Desde que el gobierno de Felipe Calderón autorizara la creación de parques eólicos para producir la llamada “energía limpia”, otros proyectos se han asentado en el país. Sin embargo, la falta de acuerdo con las comunidades y el aparente amarre de esos negocios a intereses políticos ha provocado conflictos sociales y suspicacias del actual gobierno federal. Pese a estas confrontaciones, la única salida viable para las empresas productoras de energía fotovoltaica y eólica parece ser la negociación.

CIUDAD DE MÉXICO (proceso).- En 2010 una autorización del gobierno de Felipe Calderón permitió la creación de Fuerza Eólica San Matías, un parque de “energías limpias” en el que uno de los inversionistas consiguió convertirse en comisariado ejidal de la extensión de tierras que desde tiempo inmemorial era territorio de los kiliwa, en Baja California.
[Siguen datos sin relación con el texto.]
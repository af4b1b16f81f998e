pub mod types;
pub mod parser;
pub mod monitor;

pub use types::*;
pub use parser::parse_telemetry_line;
pub use monitor::{MonitorError, TelemetryMonitor};
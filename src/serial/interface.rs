use std::io::{Read, Write};
use std::time::Duration;
use serialport::{SerialPort, SerialPortType};
use tokio::time::{sleep, Instant};

use super::{Result, SerialError};

// Fermentor firmware runs its UART at 9600 baud
pub const DEFAULT_BAUD_RATE: u32 = 9600;
pub const DEFAULT_OPEN_TIMEOUT_MS: u64 = 1000;

const READ_CHUNK_SIZE: usize = 512;
const MAX_PARTIAL_LEN: usize = 8192;
const TRIMMED_PARTIAL_LEN: usize = 4096;

/// Byte-level access to an open serial device.
///
/// `read_data` returns `SerialError::Timeout` when nothing arrived within
/// `timeout_ms`; callers treat that as "no data yet", not as a failure.
#[async_trait::async_trait]
pub trait SerialPortIO: Send {
    async fn send_data(&mut self, data: &[u8]) -> Result<()>;
    async fn read_data(&mut self, buf: &mut [u8], timeout_ms: u64) -> Result<usize>;
    async fn flush(&mut self) -> Result<()>;
}

/// Opens a named port. Split out so discovery can run against fake devices.
pub trait PortOpener: Send + Sync {
    fn open(&self, port_name: &str, baud_rate: u32, timeout: Duration) -> Result<Box<dyn SerialPortIO>>;
}

/// Opens real OS serial ports through the `serialport` crate
#[derive(Debug, Default, Clone, Copy)]
pub struct SystemPortOpener;

impl PortOpener for SystemPortOpener {
    fn open(&self, port_name: &str, baud_rate: u32, timeout: Duration) -> Result<Box<dyn SerialPortIO>> {
        let port = serialport::new(port_name, baud_rate)
            .timeout(timeout)
            .open()
            .map_err(|e| SerialError::ConnectionFailed(format!("{}: {}", port_name, e)))?;

        Ok(Box::new(NativePort::new(port)))
    }
}

pub struct NativePort {
    port: Box<dyn SerialPort>,
}

impl NativePort {
    pub fn new(port: Box<dyn SerialPort>) -> Self {
        Self { port }
    }
}

#[async_trait::async_trait]
impl SerialPortIO for NativePort {
    async fn send_data(&mut self, data: &[u8]) -> Result<()> {
        self.port.write_all(data).map_err(SerialError::IoError)
    }

    async fn read_data(&mut self, buf: &mut [u8], timeout_ms: u64) -> Result<usize> {
        let deadline = Instant::now() + Duration::from_millis(timeout_ms);

        // Poll the driver queue instead of blocking in read() so the lock
        // around the interface is released within the caller's window.
        loop {
            match self.port.bytes_to_read() {
                Ok(0) => {
                    let now = Instant::now();
                    if now >= deadline {
                        return Err(SerialError::Timeout);
                    }
                    sleep((deadline - now).min(Duration::from_millis(10))).await;
                }
                Ok(_) => match self.port.read(buf) {
                    Ok(bytes_read) => return Ok(bytes_read),
                    Err(ref e) if e.kind() == std::io::ErrorKind::TimedOut => {
                        if Instant::now() >= deadline {
                            return Err(SerialError::Timeout);
                        }
                    }
                    Err(e) => return Err(SerialError::IoError(e)),
                },
                Err(e) => return Err(SerialError::SerialportError(e)),
            }
        }
    }

    async fn flush(&mut self) -> Result<()> {
        self.port.flush().map_err(SerialError::IoError)
    }
}

/// Decoding counters kept by the line reassembler
#[derive(Debug, Clone, Copy, Default, PartialEq, Eq)]
pub struct LineStats {
    pub utf8_decode_errors: u64,
    pub partial_buffer_trims: u64,
}

/// The single owner of the fermentor's serial connection.
///
/// Holds at most one open port. Reads are reassembled into lines here so the
/// poll loop only ever sees complete telemetry lines.
pub struct SerialInterface {
    port: Option<Box<dyn SerialPortIO>>,
    port_name: Option<String>,
    terminator: String,
    partial: String,
    stats: LineStats,
}

impl SerialInterface {
    pub fn new() -> Self {
        Self {
            port: None,
            port_name: None,
            terminator: String::new(),
            partial: String::new(),
            stats: LineStats::default(),
        }
    }

    /// Wrap an already open port
    pub fn from_io(port_name: &str, io: Box<dyn SerialPortIO>) -> Self {
        let mut interface = Self::new();
        interface.attach(port_name, io);
        interface
    }

    /// Suffix appended to every outgoing command line
    pub fn set_terminator(&mut self, terminator: &str) {
        self.terminator = terminator.to_string();
    }

    /// List serial ports the OS currently reports
    pub fn detected_port_names() -> Result<Vec<String>> {
        let ports = serialport::available_ports()?;
        let mut names = Vec::with_capacity(ports.len());

        for port in ports {
            if let SerialPortType::UsbPort(usb_info) = &port.port_type {
                log::debug!(
                    "Detected USB serial port {} (vid={:04X} pid={:04X} product={:?})",
                    port.port_name, usb_info.vid, usb_info.pid, usb_info.product
                );
            }
            names.push(port.port_name);
        }

        Ok(names)
    }

    /// Try each candidate in order and keep the first one that opens.
    ///
    /// Candidates after the first success are never touched. When every
    /// candidate fails the error lists each one, tried exactly once.
    pub fn discover_and_open(
        &mut self,
        candidates: &[String],
        opener: &dyn PortOpener,
        baud_rate: u32,
        open_timeout: Duration,
    ) -> Result<String> {
        self.disconnect();

        let mut tried = Vec::with_capacity(candidates.len());
        for candidate in candidates {
            log::info!("Opening serial port on {} ...", candidate);
            tried.push(candidate.clone());

            match opener.open(candidate, baud_rate, open_timeout) {
                Ok(io) => {
                    self.attach(candidate, io);
                    log::info!("Success opening serial port {}", candidate);
                    return Ok(candidate.clone());
                }
                Err(e) => log::debug!("Could not open {}: {}", candidate, e),
            }
        }

        log::error!("No fermentor found on any of {} candidate ports", tried.len());
        Err(SerialError::NoPortAvailable { tried })
    }

    fn attach(&mut self, port_name: &str, io: Box<dyn SerialPortIO>) {
        self.port = Some(io);
        self.port_name = Some(port_name.to_string());
        self.partial.clear();
    }

    /// Close the current port. Safe to call when already closed.
    pub fn disconnect(&mut self) {
        if let Some(name) = self.port_name.take() {
            log::info!("Disconnecting from {}", name);
        }
        self.port = None;
        self.partial.clear();
    }

    pub fn is_connected(&self) -> bool {
        self.port.is_some()
    }

    pub fn port_name(&self) -> Option<&str> {
        self.port_name.as_deref()
    }

    pub fn stats(&self) -> LineStats {
        self.stats
    }

    /// Write one command line to the device
    pub async fn send_line(&mut self, line: &str) -> Result<()> {
        let port = self.port.as_mut().ok_or(SerialError::NotConnected)?;

        let mut data = String::with_capacity(line.len() + self.terminator.len());
        data.push_str(line);
        data.push_str(&self.terminator);

        port.send_data(data.as_bytes())
            .await
            .map_err(|e| SerialError::WriteFailed(e.to_string()))?;
        port.flush()
            .await
            .map_err(|e| SerialError::WriteFailed(e.to_string()))
    }

    /// Read the next complete line, waiting at most `timeout_ms` for new bytes.
    ///
    /// Returns `Ok(None)` when no complete line is available yet.
    pub async fn read_line(&mut self, timeout_ms: u64) -> Result<Option<String>> {
        if let Some(line) = self.take_buffered_line() {
            return Ok(Some(line));
        }

        let port = self.port.as_mut().ok_or(SerialError::NotConnected)?;

        let mut buf = [0u8; READ_CHUNK_SIZE];
        let bytes_read = match port.read_data(&mut buf, timeout_ms).await {
            Ok(n) => n,
            Err(SerialError::Timeout) => return Ok(None),
            Err(e) => return Err(e),
        };
        if bytes_read == 0 {
            return Ok(None);
        }

        self.push_bytes(&buf[..bytes_read]);
        Ok(self.take_buffered_line())
    }

    fn push_bytes(&mut self, bytes: &[u8]) {
        match std::str::from_utf8(bytes) {
            Ok(chunk) => self.partial.push_str(chunk),
            Err(_) => {
                self.stats.utf8_decode_errors += 1;
                self.partial.push_str(&String::from_utf8_lossy(bytes));
            }
        }

        if self.partial.len() > MAX_PARTIAL_LEN {
            let mut start = self.partial.len() - TRIMMED_PARTIAL_LEN;
            while !self.partial.is_char_boundary(start) {
                start += 1;
            }
            self.partial.drain(..start);
            self.stats.partial_buffer_trims += 1;
            log::warn!("Serial line buffer overflowed, dropped {} bytes", start);
        }
    }

    fn take_buffered_line(&mut self) -> Option<String> {
        while let Some(pos) = self.partial.find(['\n', '\r']) {
            let line = self.partial[..pos].trim().to_string();
            self.partial.drain(..=pos);
            if !line.is_empty() {
                return Some(line);
            }
        }
        None
    }
}

impl Default for SerialInterface {
    fn default() -> Self {
        Self::new()
    }
}
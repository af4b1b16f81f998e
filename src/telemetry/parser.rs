use crate::telemetry::types::TelemetryEvent;

pub const OD_PREFIX: &str = "OD:";
pub const TEMPERATURE_PREFIX: &str = "temp:";
pub const DATA_PREFIX: &str = "data:";

/// Classify one line of firmware output.
///
/// Never fails: anything that is not a well-formed telemetry line comes back
/// as `TelemetryEvent::Unrecognized`.
pub fn parse_telemetry_line(line: &str) -> TelemetryEvent {
    let trimmed = line.trim();

    let parsed = if let Some(rest) = trimmed.strip_prefix(OD_PREFIX) {
        parse_od(rest)
    } else if let Some(rest) = trimmed.strip_prefix(TEMPERATURE_PREFIX) {
        parse_temperature(rest)
    } else if let Some(rest) = trimmed.strip_prefix(DATA_PREFIX) {
        parse_bulk(rest)
    } else {
        None
    };

    parsed.unwrap_or_else(|| TelemetryEvent::Unrecognized { line: trimmed.to_string() })
}

/// Format: OD: <red> <green>
fn parse_od(rest: &str) -> Option<TelemetryEvent> {
    match parse_values(rest)?.as_slice() {
        [red, green] => Some(TelemetryEvent::OpticalDensity { red: *red, green: *green }),
        _ => None,
    }
}

/// Format: temp: <celsius>
fn parse_temperature(rest: &str) -> Option<TelemetryEvent> {
    match parse_values(rest)?.as_slice() {
        [celsius] => Some(TelemetryEvent::Temperature { celsius: *celsius }),
        _ => None,
    }
}

/// Format: data: <r1> <g1> <r2> <g2> ...
fn parse_bulk(rest: &str) -> Option<TelemetryEvent> {
    let values = parse_values(rest)?;
    if values.is_empty() || values.len() % 2 != 0 {
        return None;
    }

    let reds = values.iter().step_by(2).copied().collect();
    let greens = values.iter().skip(1).step_by(2).copied().collect();
    Some(TelemetryEvent::BulkOpticalDensity { reds, greens })
}

fn parse_values(rest: &str) -> Option<Vec<f64>> {
    rest.split_whitespace()
        .map(|token| token.parse::<f64>().ok().filter(|v| v.is_finite()))
        .collect()
}
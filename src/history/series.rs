use serde::{Deserialize, Serialize};

/// A single time-stamped sample
#[derive(Debug, Clone, Copy, PartialEq, Serialize, Deserialize)]
pub struct SamplePoint<T> {
    /// Seconds since the history origin
    pub elapsed_s: f64,
    pub value: T,
}

/// Append-only series ordered by elapsed time.
///
/// Elapsed times never decrease: a sample stamped earlier than the previous
/// one is recorded at the previous sample's time.
#[derive(Debug, Clone, PartialEq, Serialize, Deserialize)]
pub struct TimeSeries<T> {
    points: Vec<SamplePoint<T>>,
}

impl<T> TimeSeries<T> {
    pub fn new() -> Self {
        Self { points: Vec::new() }
    }

    pub fn push(&mut self, elapsed_s: f64, value: T) {
        let elapsed_s = match self.points.last() {
            Some(last) if elapsed_s < last.elapsed_s => last.elapsed_s,
            _ => elapsed_s.max(0.0),
        };
        self.points.push(SamplePoint { elapsed_s, value });
    }

    pub fn len(&self) -> usize {
        self.points.len()
    }

    pub fn is_empty(&self) -> bool {
        self.points.is_empty()
    }

    pub fn clear(&mut self) {
        self.points.clear();
    }

    pub fn last(&self) -> Option<&SamplePoint<T>> {
        self.points.last()
    }

    pub fn points(&self) -> &[SamplePoint<T>] {
        &self.points
    }

    pub fn times(&self) -> Vec<f64> {
        self.points.iter().map(|p| p.elapsed_s).collect()
    }

    pub fn iter(&self) -> impl Iterator<Item = &SamplePoint<T>> {
        self.points.iter()
    }
}

impl<T: Clone> TimeSeries<T> {
    pub fn values(&self) -> Vec<T> {
        self.points.iter().map(|p| p.value.clone()).collect()
    }

    /// Replace the contents with `values` on the given time axis.
    /// Extra times or values beyond the shorter of the two are ignored.
    pub fn replace(&mut self, times: &[f64], values: &[T]) {
        self.points.clear();
        for (elapsed_s, value) in times.iter().zip(values) {
            self.push(*elapsed_s, value.clone());
        }
    }
}

impl<T> Default for TimeSeries<T> {
    fn default() -> Self {
        Self::new()
    }
}
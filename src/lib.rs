pub mod serial;
pub mod telemetry;
pub mod history;
pub mod device;
pub mod config;

use std::sync::Arc;
use std::time::Duration;
use anyhow::Context;
use serde::Serialize;

pub use config::FermentorConfig;
pub use device::{ConnectionState, DeviceError, DeviceState, FermentorManager, HeaterMode};
pub use history::{HistorySnapshot, LatestReadings};
pub use telemetry::{MetricsSnapshot, TelemetryEvent};

#[derive(Serialize)]
struct StatusReport {
  session: String,
  elapsed_s: f64,
  state: DeviceState,
  latest: LatestReadings,
  metrics: MetricsSnapshot,
}

/// Connect to the fermentor and keep it polled until Ctrl-C, then switch it
/// off and close the port.
pub async fn run() -> anyhow::Result<()> {
  env_logger::Builder::from_env(env_logger::Env::default().default_filter_or("info")).init();

  let config = FermentorConfig::load().context("Failed to load fermentor configuration")?;
  let status_interval = Duration::from_millis(config.status_interval_ms);

  let manager = Arc::new(FermentorManager::new(config));
  let port = manager
    .connect()
    .await
    .context("Could not connect to the fermentor")?;

  log::info!("Fermentor control session {} started on {}", manager.session_label().await, port);

  let shutdown = tokio::signal::ctrl_c();
  tokio::pin!(shutdown);
  let mut status_timer = tokio::time::interval(status_interval);

  loop {
    tokio::select! {
      _ = &mut shutdown => break,
      _ = status_timer.tick() => log_status(&manager).await,
    }
  }

  manager.shutdown().await;
  log::info!("Closing app...");
  Ok(())
}

async fn log_status(manager: &FermentorManager) {
  let report = StatusReport {
    session: manager.session_label().await,
    elapsed_s: manager.elapsed_seconds().await,
    state: manager.state().await,
    latest: manager.latest().await,
    metrics: manager.metrics(),
  };

  match serde_json::to_string(&report) {
    Ok(json) => log::info!("status {}", json),
    Err(e) => log::warn!("Failed to encode status report: {}", e),
  }
}
//! In-memory sample history for one fermentor run.
//!
//! All series share one elapsed-time origin, restarted by `reset()`.

pub mod series;

pub use series::{SamplePoint, TimeSeries};

use chrono::{DateTime, Utc};
use serde::{Deserialize, Serialize};
use std::time::Instant;

/// Label format used for run titles and output file names
pub const SESSION_LABEL_FORMAT: &str = "%Y-%m-%d-%H%MZ";

/// Paired red/green absorbance reading
#[derive(Debug, Clone, Copy, PartialEq, Serialize, Deserialize)]
pub struct OdSample {
    pub red: f64,
    pub green: f64,
}

/// Most recent value of each series, 0.0 when a series is empty
#[derive(Debug, Clone, Copy, PartialEq, Default, Serialize, Deserialize)]
pub struct LatestReadings {
    pub temperature_c: f64,
    pub red_absorbance: f64,
    pub green_absorbance: f64,
}

/// Owned copy of the history handed to display and plotting code
#[derive(Debug, Clone, PartialEq, Serialize, Deserialize)]
pub struct HistorySnapshot {
    pub session_label: String,
    pub elapsed_s: f64,
    pub temperature: TimeSeries<f64>,
    pub red_absorbance: TimeSeries<f64>,
    pub green_absorbance: TimeSeries<f64>,
    pub optical_density: TimeSeries<OdSample>,
}

#[derive(Debug, Clone)]
pub struct HistoryStore {
    origin: Instant,
    started_at: DateTime<Utc>,
    temperature: TimeSeries<f64>,
    red_absorbance: TimeSeries<f64>,
    green_absorbance: TimeSeries<f64>,
    optical_density: TimeSeries<OdSample>,
}

impl HistoryStore {
    pub fn new() -> Self {
        Self {
            origin: Instant::now(),
            started_at: Utc::now(),
            temperature: TimeSeries::new(),
            red_absorbance: TimeSeries::new(),
            green_absorbance: TimeSeries::new(),
            optical_density: TimeSeries::new(),
        }
    }

    pub fn origin(&self) -> Instant {
        self.origin
    }

    pub fn started_at(&self) -> DateTime<Utc> {
        self.started_at
    }

    pub fn session_label(&self) -> String {
        self.started_at.format(SESSION_LABEL_FORMAT).to_string()
    }

    /// Seconds since the last reset
    pub fn elapsed_seconds(&self) -> f64 {
        self.origin.elapsed().as_secs_f64()
    }

    pub fn append_temperature(&mut self, celsius: f64) {
        let elapsed = self.elapsed_seconds();
        self.append_temperature_at(elapsed, celsius);
    }

    pub fn append_temperature_at(&mut self, elapsed_s: f64, celsius: f64) {
        self.temperature.push(elapsed_s, celsius);
    }

    pub fn append_optical_density(&mut self, red: f64, green: f64) {
        let elapsed = self.elapsed_seconds();
        self.append_optical_density_at(elapsed, red, green);
    }

    pub fn append_optical_density_at(&mut self, elapsed_s: f64, red: f64, green: f64) {
        self.red_absorbance.push(elapsed_s, red);
        self.green_absorbance.push(elapsed_s, green);
        self.optical_density.push(elapsed_s, OdSample { red, green });
    }

    /// Replace the optical density history with a full dump from the firmware.
    ///
    /// The dump carries no timestamps. When it has as many samples as the
    /// current history the existing times are kept position by position,
    /// otherwise the samples are spread evenly over `[0, now]`.
    /// Returns false, leaving the store untouched, for empty or unpaired input.
    pub fn replace_optical_density_bulk(&mut self, reds: &[f64], greens: &[f64]) -> bool {
        if reds.is_empty() || reds.len() != greens.len() {
            return false;
        }

        let times = if reds.len() == self.optical_density.len() {
            self.optical_density.times()
        } else {
            synthetic_time_axis(reds.len(), self.elapsed_seconds())
        };

        let pairs: Vec<OdSample> = reds
            .iter()
            .zip(greens)
            .map(|(red, green)| OdSample { red: *red, green: *green })
            .collect();

        self.red_absorbance.replace(&times, reds);
        self.green_absorbance.replace(&times, greens);
        self.optical_density.replace(&times, &pairs);
        true
    }

    /// Drop every series and restart the elapsed-time origin. The session
    /// start stamp is kept.
    pub fn reset(&mut self) {
        self.origin = Instant::now();
        self.temperature.clear();
        self.red_absorbance.clear();
        self.green_absorbance.clear();
        self.optical_density.clear();
    }

    pub fn is_empty(&self) -> bool {
        self.temperature.is_empty() && self.optical_density.is_empty()
    }

    pub fn latest(&self) -> LatestReadings {
        LatestReadings {
            temperature_c: self.temperature.last().map_or(0.0, |p| p.value),
            red_absorbance: self.red_absorbance.last().map_or(0.0, |p| p.value),
            green_absorbance: self.green_absorbance.last().map_or(0.0, |p| p.value),
        }
    }

    pub fn temperature(&self) -> &TimeSeries<f64> {
        &self.temperature
    }

    pub fn red_absorbance(&self) -> &TimeSeries<f64> {
        &self.red_absorbance
    }

    pub fn green_absorbance(&self) -> &TimeSeries<f64> {
        &self.green_absorbance
    }

    pub fn optical_density(&self) -> &TimeSeries<OdSample> {
        &self.optical_density
    }

    /// Red / green absorbance per OD sample (the culture "colour").
    /// Samples with zero green absorbance are skipped.
    pub fn color_ratio(&self) -> TimeSeries<f64> {
        let mut ratio = TimeSeries::new();
        for point in self.optical_density.iter().filter(|p| p.value.green != 0.0) {
            ratio.push(point.elapsed_s, point.value.red / point.value.green);
        }
        ratio
    }

    pub fn snapshot(&self) -> HistorySnapshot {
        HistorySnapshot {
            session_label: self.session_label(),
            elapsed_s: self.elapsed_seconds(),
            temperature: self.temperature.clone(),
            red_absorbance: self.red_absorbance.clone(),
            green_absorbance: self.green_absorbance.clone(),
            optical_density: self.optical_density.clone(),
        }
    }
}

impl Default for HistoryStore {
    fn default() -> Self {
        Self::new()
    }
}

fn synthetic_time_axis(count: usize, now_s: f64) -> Vec<f64> {
    match count {
        0 => Vec::new(),
        1 => vec![now_s],
        _ => (0..count)
            .map(|i| now_s * i as f64 / (count - 1) as f64)
            .collect(),
    }
}

#[cfg(test)]
mod tests {
    use super::*;

    #[test]
    fn test_latest_defaults_to_zero() {
        let store = HistoryStore::new();
        assert_eq!(store.latest(), LatestReadings::default());
        assert!(store.is_empty());
    }

    #[test]
    fn test_appends_update_latest() {
        let mut store = HistoryStore::new();
        store.append_temperature(36.5);
        store.append_optical_density(0.45, 0.62);
        store.append_temperature(37.0);

        let latest = store.latest();
        assert_eq!(latest.temperature_c, 37.0);
        assert_eq!(latest.red_absorbance, 0.45);
        assert_eq!(latest.green_absorbance, 0.62);
        assert_eq!(store.temperature().len(), 2);
        assert_eq!(store.optical_density().len(), 1);
        assert!(store.temperature().points()[0].elapsed_s >= 0.0);
    }

    #[test]
    fn test_reset_clears_and_restarts_origin() {
        let mut store = HistoryStore::new();
        store.append_temperature(30.0);
        store.append_optical_density(0.1, 0.2);
        let first_origin = store.origin();

        store.reset();
        let second_origin = store.origin();
        assert!(store.is_empty());
        assert!(store.red_absorbance().is_empty());
        assert!(store.green_absorbance().is_empty());

        store.reset();
        assert!(store.is_empty());
        assert!(second_origin >= first_origin);
        assert!(store.origin() >= second_origin);
    }

    #[test]
    fn test_bulk_keeps_times_when_lengths_match() {
        let mut store = HistoryStore::new();
        store.append_optical_density_at(1.0, 0.1, 0.2);
        store.append_optical_density_at(2.0, 0.3, 0.4);

        assert!(store.replace_optical_density_bulk(&[0.5, 0.6], &[0.7, 0.8]));
        assert_eq!(store.optical_density().times(), vec![1.0, 2.0]);
        assert_eq!(store.red_absorbance().values(), vec![0.5, 0.6]);
        assert_eq!(store.green_absorbance().values(), vec![0.7, 0.8]);
        assert_eq!(store.latest().red_absorbance, 0.6);
    }

    #[test]
    fn test_bulk_spreads_times_when_lengths_differ() {
        let mut store = HistoryStore::new();
        store.append_optical_density_at(1.0, 0.1, 0.2);

        assert!(store.replace_optical_density_bulk(&[0.1, 0.2, 0.3], &[0.4, 0.5, 0.6]));
        let times = store.optical_density().times();
        assert_eq!(times.len(), 3);
        assert_eq!(times[0], 0.0);
        assert!(times[0] <= times[1] && times[1] <= times[2]);
        assert_eq!(store.red_absorbance().times(), times);
    }

    #[test]
    fn test_bulk_rejects_unpaired_input() {
        let mut store = HistoryStore::new();
        store.append_optical_density_at(1.0, 0.1, 0.2);
        let before = store.snapshot();

        assert!(!store.replace_optical_density_bulk(&[0.1, 0.2], &[0.3]));
        assert!(!store.replace_optical_density_bulk(&[], &[]));
        assert_eq!(store.optical_density(), &before.optical_density);
    }

    #[test]
    fn test_color_ratio() {
        let mut store = HistoryStore::new();
        store.append_optical_density_at(0.0, 0.5, 0.25);
        store.append_optical_density_at(1.0, 0.5, 0.0);
        let ratio = store.color_ratio();
        assert_eq!(ratio.values(), vec![2.0]);
    }

    #[test]
    fn test_synthetic_axis() {
        assert!(synthetic_time_axis(0, 5.0).is_empty());
        assert_eq!(synthetic_time_axis(1, 5.0), vec![5.0]);
        assert_eq!(synthetic_time_axis(3, 4.0), vec![0.0, 2.0, 4.0]);
    }

    #[test]
    fn test_session_label_format() {
        let store = HistoryStore::new();
        let label = store.session_label();
        assert!(label.ends_with('Z'));
        assert_eq!(label.len(), "2024-01-31-1200Z".len());
    }

    #[test]
    fn test_reset_keeps_session_start() {
        let mut store = HistoryStore::new();
        let started_at = store.started_at();
        let label = store.session_label();

        std::thread::sleep(std::time::Duration::from_millis(5));
        store.reset();
        store.reset();

        assert_eq!(store.started_at(), started_at);
        assert_eq!(store.session_label(), label);
    }
}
Para entonces el pueblo kiliwa se aferraba, como otros de la región, a sus últimos rasgos identitarios para evitar la extinción de su cultura, pues le quedaban cinco hablantes de su lengua, sus miembros se dispersaron a través de los años y los derechos de su territorio eran adquiridos por mestizos como Federico Goettfried Blackmore, ingeniero por el Tec de Monterrey, posgraduado en la Universidad Internacional de Florida, que además de inversor energético asumió la representación ejidal.

Hoy quedan sólo tres hablantes de la lengua ancestral y su antiguo territorio, ubicado entre la Sierra Juárez y la Sierra San Pedro Mártir, en Ensenada, está ocupado en buena medida por enormes aspas que irrumpen en el paisaje en filas de generadores eólicos que estaban por entrar en operación después de una década de complicaciones y conflicto social.

Identificada por Alfonso Morcos Flores, titular del Centro Nacional de Control de Energía (Cenace), como una inversión de la trasnacional española Elecnor, el Parque Eólico San Matías –localizado en el antiguo territorio kiliwa–, es uno de los que deben suspender las pruebas preoperativas a partir de que se implantara el Acuerdo para garantizar la Eficiencia, Calidad, Confiabilidad, Continuidad y Seguridad del Sistema Eléctrico Nacional, del que se duelen esa y 17 centrales eólicas y fotovoltaicas y el cual ha causado polémica dentro y fuera del país.

Ese proyecto provocó un largo proceso de resistencia de la comunidad, que en 2017 finalmente alcanzó un acuerdo de indemnización por mediación de funcionarios del gobierno de Enrique Peña Nieto, hasta que en noviembre pasado lo adquirió Elecnor.

Eso ha sucedido con la mayoría de los parques eólicos y fotovoltaicos en todo el país, desde que en la segunda mitad del sexenio de Felipe Calderón se empezaron a dar autorizaciones con promesa de compra de la energía por la Comisión Federal de Electricidad (CFE). En buena medida, la entrada en operación de esos parques se ha visto frenada por amparos y falta de permisos.

Los retrasos han ocurrido incluso por contrasentidos como lo es que, al intentar construir centrales de generación eléctrica protegiendo el ambiente, lo destruyen, como ocurrió en Tepezalá, Aguascalientes, donde IEnova, filial de Sempra Energy, una trasnacional energética de origen estadunidense, inició la instalación de paneles solares para extender en la comunidad La Victoria un parque fotovoltaico que implicó tala de árboles y flora nativa sin las autorizaciones correspondientes.